Loose cannon correspondent David Bristow outlines the plan for a people’s network of mountain bike trails across South Africa. It’s called Dragon Trax, it’s free and it’s super cool. Here’s how it came about and how it works. Photography by David Bristow.
When the Daytripper, Steve Thomas and I conceived the Spine of the Dragon trail, we had the Big Idea of it being, or becoming, the people’s trail. It was not going to be a race, or an event. It was – and is – just a route, one anyone (well, just about anyone) could do at any time, and at any pace they pleased.
Crucial to achieving this was creating GPS tracks, and for this I have to thank Steve, aka Henry the Navigator. We began by uploading 58 tracks, one for each daily leg of the Spine trail, and we put them all on our Spine of the Dragon website. I believe it was somewhere in the Great Karoo, when the riding was easy but the days were unnaturally long and boring.
At one point Steve rode up to me and expounded the idea of creating a network or “people’s trails” all across South Africa.
“Dude,” I said to him. “Let’s focus on the problem at hand. We’re only about halfway home there. Let’s get this one done and we can start thinking about other stupid things to do.”
I think I upset him, because he took off in a thin plume of dust and we didn’t talk again until we got to Steytlerville that evening.

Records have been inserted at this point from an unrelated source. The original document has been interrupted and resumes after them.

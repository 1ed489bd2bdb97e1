//! Binds broker sessions to execution contexts
//!
//! One session per context: the first request for a context creates the session, every
//! later request returns it until the context releases it. Contexts are independent of
//! each other; requests for the same context are serialised on a per-context mutex.
//!
//! ```rust
//! use brokerpool::testing::MockSession;
//! use brokerpool::{AckMode, BrokerError, BrokerSession, ContextKey, SessionManager};
//! use std::sync::Arc;
//!
//! # tokio_test::block_on(async {
//! let manager = SessionManager::new();
//! let context = ContextKey::new("flow-1");
//! let connection_id = uuid::Uuid::new_v4();
//!
//! let physical = Arc::new(MockSession::new(false, AckMode::Auto));
//! let supplied = physical.clone();
//!
//! let session = manager
//!     .get_or_create_session(&context, connection_id, false, AckMode::Auto, move || async move {
//!         Ok::<Arc<dyn BrokerSession>, BrokerError>(supplied)
//!     })
//!     .await
//!     .unwrap();
//!
//! assert_eq!(session.id(), physical.id());
//! assert!(manager.is_bound(&context).await);
//! assert!(manager.release_session(&context).await);
//! assert!(physical.is_closed());
//! # });
//! ```

use crate::observability::metrics;
use crate::support::{AckMode, BrokerError, BrokerSession};
use chrono::{DateTime, Utc};
use dashmap::DashMap;
use std::fmt;
use std::future::Future;
use std::sync::Arc;
use tokio::sync::{Mutex, OwnedMutexGuard};
use tracing::{debug, warn, Instrument};
use uuid::Uuid;

/// Identity of an execution context (a flow run, a transaction)
#[derive(Debug, Clone, PartialEq, Eq, Hash)]
pub struct ContextKey(String);

impl ContextKey {
    pub fn new<S: Into<String>>(key: S) -> Self {
        Self(key.into())
    }

    /// Fresh random key
    pub fn generate() -> Self {
        Self(Uuid::new_v4().to_string())
    }

    pub fn as_str(&self) -> &str {
        &self.0
    }
}

impl fmt::Display for ContextKey {
    fn fmt(&self, f: &mut fmt::Formatter<'_>) -> fmt::Result {
        f.write_str(&self.0)
    }
}

impl From<&str> for ContextKey {
    fn from(key: &str) -> Self {
        Self::new(key)
    }
}

impl From<String> for ContextKey {
    fn from(key: String) -> Self {
        Self(key)
    }
}

impl From<Uuid> for ContextKey {
    fn from(key: Uuid) -> Self {
        Self(key.to_string())
    }
}

#[derive(Clone)]
struct BoundSession {
    session: Arc<dyn BrokerSession>,
    connection_id: Uuid,
    transacted: bool,
    ack_mode: AckMode,
    bound_at: DateTime<Utc>,
}

type Slot = Arc<Mutex<Option<BoundSession>>>;

/// Context to session bindings
#[derive(Default)]
pub struct SessionManager {
    bindings: DashMap<ContextKey, Slot>,
}

impl SessionManager {
    pub fn new() -> Self {
        Self::default()
    }

    /// Session bound to `context`, created with `supplier` when there is none
    ///
    /// The first successful creation wins: a later call for the same context gets the
    /// bound session back whatever `transacted` and `ack_mode` it asks for. A supplier
    /// failure binds nothing.
    pub async fn get_or_create_session<F, Fut>(
        &self,
        context: &ContextKey,
        connection_id: Uuid,
        transacted: bool,
        ack_mode: AckMode,
        supplier: F,
    ) -> Result<Arc<dyn BrokerSession>, BrokerError>
    where
        F: FnOnce() -> Fut,
        Fut: Future<Output = Result<Arc<dyn BrokerSession>, BrokerError>>,
    {
        let span = crate::session_span!(context = %context, connection_id = %connection_id);
        async move {
            let (slot, mut bound) = self.lock_slot(context).await;

            if let Some(existing) = bound.as_ref() {
                if existing.transacted != transacted || existing.ack_mode != ack_mode {
                    debug!(
                        bound_transacted = existing.transacted,
                        bound_ack_mode = %existing.ack_mode,
                        "Returning session bound with different settings"
                    );
                }
                return Ok(existing.session.clone());
            }

            match supplier().await {
                Ok(session) => {
                    *bound = Some(BoundSession {
                        session: session.clone(),
                        connection_id,
                        transacted,
                        ack_mode,
                        bound_at: Utc::now(),
                    });
                    metrics().session_bound();
                    debug!(session = %session.id(), transacted, ack_mode = %ack_mode, "Session bound to context");
                    Ok(session)
                }
                Err(e) => {
                    self.bindings
                        .remove_if(context, |_, current| Arc::ptr_eq(current, &slot));
                    Err(e)
                }
            }
        }
        .instrument(span)
        .await
    }

    /// Lock the slot currently registered for `context`, creating it if needed
    ///
    /// A slot removed by a concurrent release while we waited is stale; go around again
    /// so the new binding lands in the map.
    async fn lock_slot(&self, context: &ContextKey) -> (Slot, OwnedMutexGuard<Option<BoundSession>>) {
        loop {
            let slot = self
                .bindings
                .entry(context.clone())
                .or_insert_with(|| Arc::new(Mutex::new(None)))
                .clone();
            let guard = slot.clone().lock_owned().await;
            if self.is_current(context, &slot) {
                return (slot, guard);
            }
        }
    }

    fn is_current(&self, context: &ContextKey, slot: &Slot) -> bool {
        self.bindings
            .get(context)
            .map_or(false, |current| Arc::ptr_eq(current.value(), slot))
    }

    /// Unbind and close the session of `context`
    ///
    /// Returns false when nothing was bound. Close failures are logged only.
    pub async fn release_session(&self, context: &ContextKey) -> bool {
        let Some(slot) = self.bindings.get(context).map(|s| s.value().clone()) else {
            return false;
        };

        let released = {
            let mut bound = slot.lock().await;
            let released = bound.take();
            self.bindings
                .remove_if(context, |_, current| Arc::ptr_eq(current, &slot));
            released
        };

        match released {
            Some(bound) => {
                close_released(context, bound).await;
                true
            }
            None => false,
        }
    }

    /// Release every context bound to a session of `connection_id`
    pub async fn release_connection(&self, connection_id: Uuid) -> usize {
        let slots: Vec<(ContextKey, Slot)> = self
            .bindings
            .iter()
            .map(|entry| (entry.key().clone(), entry.value().clone()))
            .collect();

        let mut released = 0;
        for (context, slot) in slots {
            let taken = {
                let mut bound = slot.lock().await;
                if bound
                    .as_ref()
                    .map_or(false, |b| b.connection_id == connection_id)
                {
                    self.bindings
                        .remove_if(&context, |_, current| Arc::ptr_eq(current, &slot));
                    bound.take()
                } else {
                    None
                }
            };
            if let Some(bound) = taken {
                close_released(&context, bound).await;
                released += 1;
            }
        }

        if released > 0 {
            debug!(connection_id = %connection_id, released, "Released sessions of connection");
        }
        released
    }

    /// Whether a session is currently bound to `context`
    pub async fn is_bound(&self, context: &ContextKey) -> bool {
        let Some(slot) = self.bindings.get(context).map(|s| s.value().clone()) else {
            return false;
        };
        let bound = slot.lock().await;
        bound.is_some()
    }

    /// Number of contexts with a binding or a binding in progress
    pub fn len(&self) -> usize {
        self.bindings.len()
    }

    pub fn is_empty(&self) -> bool {
        self.bindings.is_empty()
    }
}

impl fmt::Debug for SessionManager {
    fn fmt(&self, f: &mut fmt::Formatter<'_>) -> fmt::Result {
        f.debug_struct("SessionManager")
            .field("contexts", &self.bindings.len())
            .finish()
    }
}

async fn close_released(context: &ContextKey, bound: BoundSession) {
    metrics().session_released();
    let held_for = Utc::now() - bound.bound_at;
    if let Err(e) = bound.session.close().await {
        warn!(context = %context, error = %e, "Failed to close released session");
    } else {
        debug!(
            context = %context,
            session = %bound.session.id(),
            held_ms = held_for.num_milliseconds(),
            "Session released"
        );
    }
}

#[cfg(test)]
mod tests {
    use super::*;
    use crate::testing::mocks::MockSession;
    use std::sync::atomic::{AtomicUsize, Ordering};

    fn supplier(
        created: Arc<AtomicUsize>,
    ) -> impl FnOnce() -> std::future::Ready<Result<Arc<dyn BrokerSession>, BrokerError>> {
        move || {
            created.fetch_add(1, Ordering::SeqCst);
            let session: Arc<dyn BrokerSession> = Arc::new(MockSession::new(false, AckMode::Auto));
            std::future::ready(Ok(session))
        }
    }

    #[tokio::test]
    async fn test_same_context_gets_same_session() {
        let manager = SessionManager::new();
        let created = Arc::new(AtomicUsize::new(0));
        let context = ContextKey::new("flow-1");
        let connection = Uuid::new_v4();

        let first = manager
            .get_or_create_session(&context, connection, false, AckMode::Auto, supplier(created.clone()))
            .await
            .unwrap();
        let second = manager
            .get_or_create_session(&context, connection, true, AckMode::Client, supplier(created.clone()))
            .await
            .unwrap();

        assert!(Arc::ptr_eq(&first, &second));
        assert_eq!(created.load(Ordering::SeqCst), 1);
        assert!(!second.is_transacted());
    }

    #[tokio::test]
    async fn test_release_then_request_creates_new_session() {
        let manager = SessionManager::new();
        let created = Arc::new(AtomicUsize::new(0));
        let context = ContextKey::generate();
        let connection = Uuid::new_v4();

        let first = manager
            .get_or_create_session(&context, connection, false, AckMode::Auto, supplier(created.clone()))
            .await
            .unwrap();
        assert!(manager.release_session(&context).await);
        assert!(!manager.release_session(&context).await);

        let second = manager
            .get_or_create_session(&context, connection, false, AckMode::Auto, supplier(created.clone()))
            .await
            .unwrap();

        assert_ne!(first.id(), second.id());
        assert_eq!(created.load(Ordering::SeqCst), 2);
    }

    #[tokio::test]
    async fn test_release_closes_session() {
        let manager = SessionManager::new();
        let context = ContextKey::new("flow-1");
        let physical = Arc::new(MockSession::new(false, AckMode::Auto));
        let handed_out = physical.clone();

        manager
            .get_or_create_session(&context, Uuid::new_v4(), false, AckMode::Auto, move || async move {
                let session: Arc<dyn BrokerSession> = handed_out;
                Ok(session)
            })
            .await
            .unwrap();
        manager.release_session(&context).await;

        assert!(physical.is_closed());
        assert!(manager.is_empty());
    }

    #[tokio::test]
    async fn test_supplier_failure_binds_nothing() {
        let manager = SessionManager::new();
        let context = ContextKey::new("flow-1");

        let result = manager
            .get_or_create_session(&context, Uuid::new_v4(), false, AckMode::Auto, || async {
                Err::<Arc<dyn BrokerSession>, _>(BrokerError::unavailable("broker down"))
            })
            .await;

        assert!(matches!(result, Err(BrokerError::Unavailable { .. })));
        assert!(!manager.is_bound(&context).await);
        assert!(manager.is_empty());
    }

    #[tokio::test]
    async fn test_release_connection_only_touches_its_sessions() {
        let manager = SessionManager::new();
        let created = Arc::new(AtomicUsize::new(0));
        let doomed = Uuid::new_v4();
        let survivor = Uuid::new_v4();

        for i in 0..3 {
            manager
                .get_or_create_session(&ContextKey::new(format!("doomed-{i}")), doomed, false, AckMode::Auto, supplier(created.clone()))
                .await
                .unwrap();
        }
        manager
            .get_or_create_session(&ContextKey::new("kept"), survivor, false, AckMode::Auto, supplier(created.clone()))
            .await
            .unwrap();

        assert_eq!(manager.release_connection(doomed).await, 3);
        assert_eq!(manager.len(), 1);
        assert!(manager.is_bound(&ContextKey::new("kept")).await);
    }

    #[test]
    fn test_context_key_conversions() {
        let id = Uuid::new_v4();
        assert_eq!(ContextKey::from(id).as_str(), id.to_string());
        assert_eq!(ContextKey::from("a"), ContextKey::new("a".to_string()));
        assert_eq!(ContextKey::new("tx-9").to_string(), "tx-9");
    }
}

But the idea stuck like a burr in my riding shorts and over the next bunch of days and weeks we discussed how it would work.
Once we’d got the Spine of the Dragon route nailed, documented on the MTBradar, we would build a website that would be a repository of GPS tracks, for all MTB tracks, all across South Africa. Ha-ha-ha. That was more than two years ago. But the good news is that, not only has the Spine route now established itself as a Really Big bucket list ride, it looks like we have engineered our Dragon Trax site to actually work something like we envisaged it.

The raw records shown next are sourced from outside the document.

pub(crate) mod eigen;
pub(crate) mod lu;
pub(crate) mod qr;
pub(crate) mod solve;
pub(crate) mod svd;

pub use eigen::{eigen_system, eigen_system_with, power_iteration, power_iteration_with, EigenPair};
pub use lu::Lu;
pub use qr::Qr;
pub use solve::{
    cramer, cramer_augmented, cramer_augmented_with, cramer_with, gaussian, gaussian_augmented,
    gaussian_augmented_with, gaussian_with,
};
pub use svd::Svd;

use crate::traits::{real, Real};

/// Numerical tuning knobs shared by the decompositions and iterative
/// solvers.
///
/// Every decomposition and solver has a plain entry point that uses
/// `Tolerances::default()` and a `*_with` / `with_tolerances` variant
/// taking an explicit value, so near-singular and non-converging paths
/// can be exercised deterministically in tests.
///
/// ```
/// use linmat::{Matrix, Tolerances};
///
/// // A pivot threshold loose enough to reject this well-conditioned
/// // matrix as "singular".
/// let tol = Tolerances { pivot: 10.0, ..Tolerances::default() };
/// let a = Matrix::from_rows(2, 2, &[2.0_f64, 1.0, 1.0, 3.0]);
/// assert!(a.lu_with(&tol).is_err());
/// assert!(a.lu().is_ok());
/// ```
#[derive(Debug, Clone, Copy, PartialEq)]
pub struct Tolerances<T> {
    /// Pivots (and base determinants) below this magnitude are treated
    /// as zero.
    pub pivot: T,
    /// Convergence tolerance for the iterative eigensolvers.
    pub convergence: T,
    /// Hard cap on eigensolver iterations; hitting it yields
    /// [`crate::LinAlgError::IterationLimit`].
    pub max_iterations: usize,
}

impl<T: Real> Default for Tolerances<T> {
    fn default() -> Self {
        Self {
            pivot: real(1e-6),
            convergence: real(1e-3),
            max_iterations: 50_000,
        }
    }
}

So, forgetting all the back-end engineering that went in to making the site, as “they” say, agnostic (i.e. able to upload and download GPS tracks from and to any device), how does it work? Simply we hope for you, but not so for our ever-cheerful web designer Bruce of Mnemomic.
So, the Big Idea is that mountain bikers across the land can get any GPS track to any trail in the land, for free. Why? Because it’s the people’s trail, or trails, remember, and because we can. Any time you go on holiday to say Cape Town, or Cape St Francis, or the Drakensberg, you go to the Dragon Trax website (www.dragontrax.co.za) and download the tracks the other good people have uploaded. Because mountain bikers are like that. Most of us would all be hippies if the bikes didn’t cost so much and we didn’t have to work so hard to afford them.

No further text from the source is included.